It’s a jungle out there. It’s a dog-eat-dog world. Kill to eat, or you may wind up as someone’s lunch.

Humans harbor the capacity for unimaginable evil. Read Victor Hugo’s Les Miserables. Read Victor Frankel’s Man’s Search for Meaning. Read Howard Zinn’s People’s History of the United States. To this day, children are born, live, and die on the streets of Kolkata (Calcutta). From Stalin to Mao Tse-tung, from Genghis Khan to Hitler, history is full of people believing "one death is a tragedy; a million deaths is a statistic."

Knowing this, how can one stay sane and function effectively amongst such cruelty? How did Mother Teresa, Nelson Mandela, and Gandhi do it?
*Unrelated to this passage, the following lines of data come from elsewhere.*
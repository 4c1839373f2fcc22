//! 文档历史 - 业务能力层
//!
//! 只负责"保存生成结果"能力：JSON 文件，新的在前，最多保留固定条数。

use std::path::{Path, PathBuf};

use chrono::Utc;
use tokio::sync::Mutex;
use tracing::{debug, warn};
use uuid::Uuid;

use crate::error::{AppError, AppResult};
use crate::models::Document;

/// 文档历史
///
/// 同一进程内的读写经由内部锁串行化；不处理跨进程并发。
pub struct HistoryStore {
    path: PathBuf,
    limit: usize,
    lock: Mutex<()>,
}

impl HistoryStore {
    pub fn new(path: impl Into<PathBuf>, limit: usize) -> Self {
        Self {
            path: path.into(),
            limit,
            lock: Mutex::new(()),
        }
    }

    pub fn path(&self) -> &Path {
        &self.path
    }

    /// 保存文档，缺少 ID 和创建时间时补上，返回保存后的文档
    ///
    /// 同 ID 的旧记录会被替换；超出上限时丢弃最早的记录。
    pub async fn save(&self, mut document: Document) -> AppResult<Document> {
        let _guard = self.lock.lock().await;

        let id = document
            .id
            .get_or_insert_with(|| Uuid::new_v4().to_string())
            .clone();
        document
            .created_at
            .get_or_insert_with(|| Utc::now().to_rfc3339());

        let mut history = self.read_history().await?;
        history.retain(|d| d.id.as_deref() != Some(id.as_str()));
        history.insert(0, document.clone());
        if history.len() > self.limit {
            debug!("历史记录超过 {} 条，丢弃 {} 条", self.limit, history.len() - self.limit);
            history.truncate(self.limit);
        }

        self.write_history(&history).await?;
        Ok(document)
    }

    /// 全部记录，新的在前
    pub async fn all(&self) -> AppResult<Vec<Document>> {
        let _guard = self.lock.lock().await;
        self.read_history().await
    }

    pub async fn get(&self, id: &str) -> AppResult<Option<Document>> {
        Ok(self
            .all()
            .await?
            .into_iter()
            .find(|d| d.id.as_deref() == Some(id)))
    }

    /// 删除记录，返回是否找到
    pub async fn delete(&self, id: &str) -> AppResult<bool> {
        let _guard = self.lock.lock().await;
        let mut history = self.read_history().await?;
        let before = history.len();
        history.retain(|d| d.id.as_deref() != Some(id));
        if history.len() == before {
            return Ok(false);
        }
        self.write_history(&history).await?;
        Ok(true)
    }

    /// 文件不存在或内容损坏时视为空历史
    async fn read_history(&self) -> AppResult<Vec<Document>> {
        let content = match tokio::fs::read_to_string(&self.path).await {
            Ok(content) => content,
            Err(e) if e.kind() == std::io::ErrorKind::NotFound => return Ok(Vec::new()),
            Err(e) => return Err(AppError::file_read_failed(self.path.display().to_string(), e)),
        };

        match serde_json::from_str::<Vec<Document>>(&content) {
            Ok(history) => Ok(history),
            Err(e) => {
                warn!("历史文件 {} 无法解析，按空历史处理: {}", self.path.display(), e);
                Ok(Vec::new())
            }
        }
    }

    async fn write_history(&self, history: &[Document]) -> AppResult<()> {
        if let Some(parent) = self.path.parent().filter(|p| !p.as_os_str().is_empty()) {
            tokio::fs::create_dir_all(parent)
                .await
                .map_err(|e| AppError::file_write_failed(parent.display().to_string(), e))?;
        }
        let json = serde_json::to_string_pretty(history)?;
        tokio::fs::write(&self.path, json)
            .await
            .map_err(|e| AppError::file_write_failed(self.path.display().to_string(), e))
    }
}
What’s the best strategy to survive and thrive in this seemingly unjust, bat-crazy world?

One can study history and become paralyzed by the evil we continue to inflict on each other, our planet, and other species. Today, we are amazed and ashamed that 150 years ago, America, the land of the free, the shiny city on the hill, sanctioned slavery. Seven generations from now, our descendants may be equally amazed and ashamed to learn we factory-farmed other sentient beings to eat and that a Chinese gourmand craze was eating the brains of live monkeys…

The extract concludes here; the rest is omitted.